(Records to use Opens)
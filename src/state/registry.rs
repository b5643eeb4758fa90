//! User registry: the only place a [`User`] is created or destroyed.
//!
//! Lock ordering is always global gate, then per-user lock, then the
//! channel table. Bus registration happens under those locks; it is
//! bounded and never waits on a consumer.

use async_trait::async_trait;
use dashmap::DashMap;
use parking_lot::Mutex;
use relay_proto::{channel_address, private_address, user_update_address};
use std::collections::HashSet;
use std::sync::{Arc, Weak};
use tracing::{debug, info, warn};

use super::dashmap_ext::DashMapExt;
use super::{ChannelTable, Connection, ConnectionId, User, UserConsumers, UserState};
use crate::bus::{Bus, BusHandler, ConsumerHandle, Payload};
use crate::error::{BusError, RelayError};
use crate::router::{ChannelDelivery, MessageRouter, PrivateDelivery};

/// Tracks every user with live state on this process.
pub struct UserRegistry {
    users: DashMap<String, Arc<User>>,
    /// Serializes creation and removal as compound operations.
    gate: Mutex<()>,
    channels: Arc<ChannelTable>,
    bus: Arc<dyn Bus>,
    router: MessageRouter,
    weak: Weak<UserRegistry>,
}

impl UserRegistry {
    pub fn new(bus: Arc<dyn Bus>, channels: Arc<ChannelTable>) -> Arc<Self> {
        Arc::new_cyclic(|weak: &Weak<UserRegistry>| Self {
            users: DashMap::new(),
            gate: Mutex::new(()),
            router: MessageRouter::new(weak.clone(), Arc::clone(&channels)),
            channels,
            bus,
            weak: weak.clone(),
        })
    }

    #[cfg(test)]
    pub fn router(&self) -> &MessageRouter {
        &self.router
    }

    pub fn channels(&self) -> &ChannelTable {
        &self.channels
    }

    /// Look up a live user without creating it.
    pub fn get(&self, user_id: &str) -> Option<Arc<User>> {
        self.users.get_cloned(user_id)
    }

    pub fn user_count(&self) -> usize {
        self.users.len()
    }

    /// Return the live user for `user_id`, creating it if needed.
    ///
    /// Creation registers the private and update consumers and inserts the
    /// record under the global gate, so concurrent callers for the same id
    /// always get the same instance.
    pub fn get_or_create_user(&self, user_id: &str) -> Result<Arc<User>, RelayError> {
        if let Some(user) = self.get(user_id) {
            return Ok(user);
        }

        let _gate = self.gate.lock();
        if let Some(user) = self.get(user_id) {
            return Ok(user);
        }

        let user = Arc::new(User::new(user_id));
        let consumers = self.register_user_consumers(&user)?;
        user.with_lock(|state| state.consumers = Some(consumers));
        self.users.insert(user_id.to_string(), Arc::clone(&user));

        crate::metrics::set_connected_users(self.users.len());
        debug!(user = %user_id, "Created user");
        Ok(user)
    }

    fn register_user_consumers(&self, user: &Arc<User>) -> Result<UserConsumers, BusError> {
        let private = self.bus.register(
            &private_address(user.id()),
            Arc::new(PrivateDelivery::new(user.id(), self.router.clone())),
        )?;
        let update = self.bus.register(
            &user_update_address(user.id()),
            Arc::new(SubscriptionUpdate {
                registry: self.weak.clone(),
                user: Arc::downgrade(user),
            }),
        );
        match update {
            Ok(update) => Ok(UserConsumers { private, update }),
            Err(e) => {
                self.bus.unregister(&private);
                Err(e)
            }
        }
    }

    /// Remove `user` if `predicate` holds over its locked state.
    ///
    /// The predicate is evaluated under the global gate and the user's lock,
    /// atomically with the teardown. Returns `false` without side effects if
    /// the predicate fails or the user has no live record.
    pub fn remove_user_if(
        &self,
        user: &Arc<User>,
        predicate: impl FnOnce(&UserState) -> bool,
    ) -> bool {
        let _gate = self.gate.lock();
        let is_current = self
            .users
            .get(user.id())
            .is_some_and(|current| Arc::ptr_eq(current.value(), user));
        if !is_current {
            return false;
        }

        let removed = user.with_lock(|state| {
            if state.removed || !predicate(state) {
                return false;
            }
            for channel in std::mem::take(&mut state.channels) {
                self.leave_channel(&channel, user.id());
            }
            if let Some(consumers) = state.consumers.take() {
                self.bus.unregister(&consumers.private);
                self.bus.unregister(&consumers.update);
            }
            state.removed = true;
            true
        });

        if removed {
            self.users.remove_if(user.id(), |_, current| Arc::ptr_eq(current, user));
            crate::metrics::set_connected_users(self.users.len());
            crate::metrics::set_active_channels(self.channels.len());
            info!(user = %user.id(), "Removed user");
        }
        removed
    }

    /// Bring `user`'s subscriptions to exactly `target`.
    ///
    /// The diff is computed and applied under the user's lock. Returns the
    /// number of channels joined plus left.
    pub fn update_subscriptions(&self, user: &User, target: &[String]) -> usize {
        let changes = user.with_lock(|state| {
            if state.removed {
                return 0;
            }
            let target: HashSet<&str> = target
                .iter()
                .map(String::as_str)
                .filter(|c| !c.is_empty())
                .collect();

            let leaving: Vec<String> = state
                .channels
                .iter()
                .filter(|c| !target.contains(c.as_str()))
                .cloned()
                .collect();
            let mut changes = 0;
            for channel in leaving {
                state.channels.remove(&channel);
                self.leave_channel(&channel, user.id());
                changes += 1;
            }

            for channel in target {
                if state.channels.contains(channel) {
                    continue;
                }
                match self.join_channel(channel, user.id()) {
                    Ok(()) => {
                        state.channels.insert(channel.to_string());
                        changes += 1;
                    }
                    Err(e) => {
                        warn!(user = %user.id(), %channel, error = %e, "Failed to subscribe");
                    }
                }
            }
            changes
        });

        if changes > 0 {
            crate::metrics::set_active_channels(self.channels.len());
            debug!(user = %user.id(), changes, "Updated subscriptions");
        }
        changes
    }

    fn join_channel(&self, channel: &str, user_id: &str) -> Result<(), BusError> {
        self.channels.subscribe(channel, user_id, || {
            self.bus.register(
                &channel_address(channel),
                Arc::new(ChannelDelivery::new(channel, self.router.clone())),
            )
        })?;
        Ok(())
    }

    fn leave_channel(&self, channel: &str, user_id: &str) {
        self.channels
            .unsubscribe(channel, user_id, |consumer: ConsumerHandle| {
                self.bus.unregister(&consumer)
            });
    }

    /// Attach a live connection to `user_id`, creating the user if needed.
    ///
    /// Retries if the record it found was torn down before the connection
    /// could be added, so the connection never lands on a removed user.
    pub fn attach_connection(
        &self,
        user_id: &str,
        connection: Connection,
    ) -> Result<Arc<User>, RelayError> {
        loop {
            let user = self.get_or_create_user(user_id)?;
            let attached = user.with_lock(|state| {
                if state.removed {
                    return false;
                }
                state.attach(connection.clone());
                true
            });
            if attached {
                crate::metrics::inc_connections();
                debug!(user = %user_id, connection = %connection.id(), "Attached connection");
                return Ok(user);
            }
        }
    }

    /// Detach a connection and remove the user once it has none left.
    ///
    /// Returns whether the user was removed.
    pub fn detach_connection(&self, user: &Arc<User>, connection: ConnectionId) -> bool {
        let (detached, remaining) =
            user.with_lock(|state| (state.detach(connection), state.connection_count()));
        if detached {
            crate::metrics::dec_connections();
            debug!(user = %user.id(), %connection, remaining, "Detached connection");
        }
        self.remove_user_if(user, |state| !state.has_connections())
    }
}

/// Consumer on `user.update.<id>`: applies a full desired subscription list.
struct SubscriptionUpdate {
    registry: Weak<UserRegistry>,
    user: Weak<User>,
}

#[async_trait]
impl BusHandler for SubscriptionUpdate {
    async fn handle(&self, payload: Payload) {
        let (Some(registry), Some(user)) = (self.registry.upgrade(), self.user.upgrade()) else {
            return;
        };
        let channels = match payload {
            Payload::Channels(channels) => channels,
            other => {
                warn!(user = %user.id(), kind = other.kind(), "Unexpected payload on update address");
                return;
            }
        };
        registry.update_subscriptions(&user, &channels);
    }

    fn name(&self) -> &'static str {
        "subscription_update"
    }
}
(Records to use Closes)
**Exercise**
Your answer must be the line that contains "async fn handle(&self, payload: Payload)" and every line after it to the end of the records, reproduced exactly.

**Exercise response**
    async fn handle(&self, payload: Payload) {
        let (Some(registry), Some(user)) = (self.registry.upgrade(), self.user.upgrade()) else {
            return;
        };
        let channels = match payload {
            Payload::Channels(channels) => channels,
            other => {
                warn!(user = %user.id(), kind = other.kind(), "Unexpected payload on update address");
                return;
            }
        };
        registry.update_subscriptions(&user, &channels);
    }

    fn name(&self) -> &'static str {
        "subscription_update"
    }
}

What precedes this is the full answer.